About this exercise =>
Check every line of the entries that follow, and copy the ones containing "MockFs".
╔══
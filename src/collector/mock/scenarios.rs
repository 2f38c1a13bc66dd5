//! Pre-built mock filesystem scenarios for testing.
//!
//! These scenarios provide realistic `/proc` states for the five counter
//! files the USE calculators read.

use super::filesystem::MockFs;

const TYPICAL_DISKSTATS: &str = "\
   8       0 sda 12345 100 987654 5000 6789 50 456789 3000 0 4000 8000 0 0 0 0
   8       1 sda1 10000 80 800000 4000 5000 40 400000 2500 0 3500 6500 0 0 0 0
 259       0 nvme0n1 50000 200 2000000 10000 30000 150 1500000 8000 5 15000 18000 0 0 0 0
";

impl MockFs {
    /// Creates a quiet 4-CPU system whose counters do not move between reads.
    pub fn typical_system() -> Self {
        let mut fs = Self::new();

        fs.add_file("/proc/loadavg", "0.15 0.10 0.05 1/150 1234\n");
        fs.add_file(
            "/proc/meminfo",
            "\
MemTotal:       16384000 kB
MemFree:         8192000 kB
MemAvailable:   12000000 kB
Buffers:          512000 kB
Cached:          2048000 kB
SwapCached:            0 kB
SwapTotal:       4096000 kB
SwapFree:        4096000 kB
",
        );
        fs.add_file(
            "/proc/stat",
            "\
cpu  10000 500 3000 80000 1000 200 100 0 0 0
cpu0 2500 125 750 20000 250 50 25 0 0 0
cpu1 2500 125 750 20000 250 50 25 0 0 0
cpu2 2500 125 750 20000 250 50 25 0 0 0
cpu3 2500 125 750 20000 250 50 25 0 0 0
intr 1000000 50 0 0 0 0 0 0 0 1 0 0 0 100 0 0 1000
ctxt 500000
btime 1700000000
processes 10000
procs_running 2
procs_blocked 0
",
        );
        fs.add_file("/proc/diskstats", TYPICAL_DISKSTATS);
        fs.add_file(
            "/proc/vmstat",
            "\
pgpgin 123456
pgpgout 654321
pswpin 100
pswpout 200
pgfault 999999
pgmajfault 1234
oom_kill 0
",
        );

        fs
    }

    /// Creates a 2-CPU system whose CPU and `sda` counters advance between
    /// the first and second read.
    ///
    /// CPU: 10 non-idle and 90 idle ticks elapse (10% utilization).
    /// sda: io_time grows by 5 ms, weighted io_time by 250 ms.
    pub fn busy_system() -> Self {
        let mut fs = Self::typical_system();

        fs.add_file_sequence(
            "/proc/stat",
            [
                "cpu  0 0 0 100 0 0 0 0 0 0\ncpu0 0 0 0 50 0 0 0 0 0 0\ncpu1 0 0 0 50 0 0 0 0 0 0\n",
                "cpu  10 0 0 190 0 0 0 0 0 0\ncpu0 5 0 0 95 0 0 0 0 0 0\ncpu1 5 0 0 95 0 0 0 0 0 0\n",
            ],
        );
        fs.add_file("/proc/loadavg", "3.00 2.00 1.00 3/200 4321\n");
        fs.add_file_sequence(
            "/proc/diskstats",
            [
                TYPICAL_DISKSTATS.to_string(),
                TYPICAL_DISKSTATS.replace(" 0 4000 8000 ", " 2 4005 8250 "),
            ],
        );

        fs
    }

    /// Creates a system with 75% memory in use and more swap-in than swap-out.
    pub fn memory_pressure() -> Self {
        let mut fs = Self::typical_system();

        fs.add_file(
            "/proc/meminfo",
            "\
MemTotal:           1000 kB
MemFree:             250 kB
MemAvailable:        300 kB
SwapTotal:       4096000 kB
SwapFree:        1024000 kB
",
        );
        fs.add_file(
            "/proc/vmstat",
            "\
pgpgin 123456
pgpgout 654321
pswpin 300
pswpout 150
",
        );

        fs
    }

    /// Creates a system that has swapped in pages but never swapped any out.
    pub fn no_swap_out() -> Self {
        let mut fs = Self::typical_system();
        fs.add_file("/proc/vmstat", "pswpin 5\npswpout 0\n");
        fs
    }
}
╚══
The answer =>
use super::filesystem::MockFs;
impl MockFs {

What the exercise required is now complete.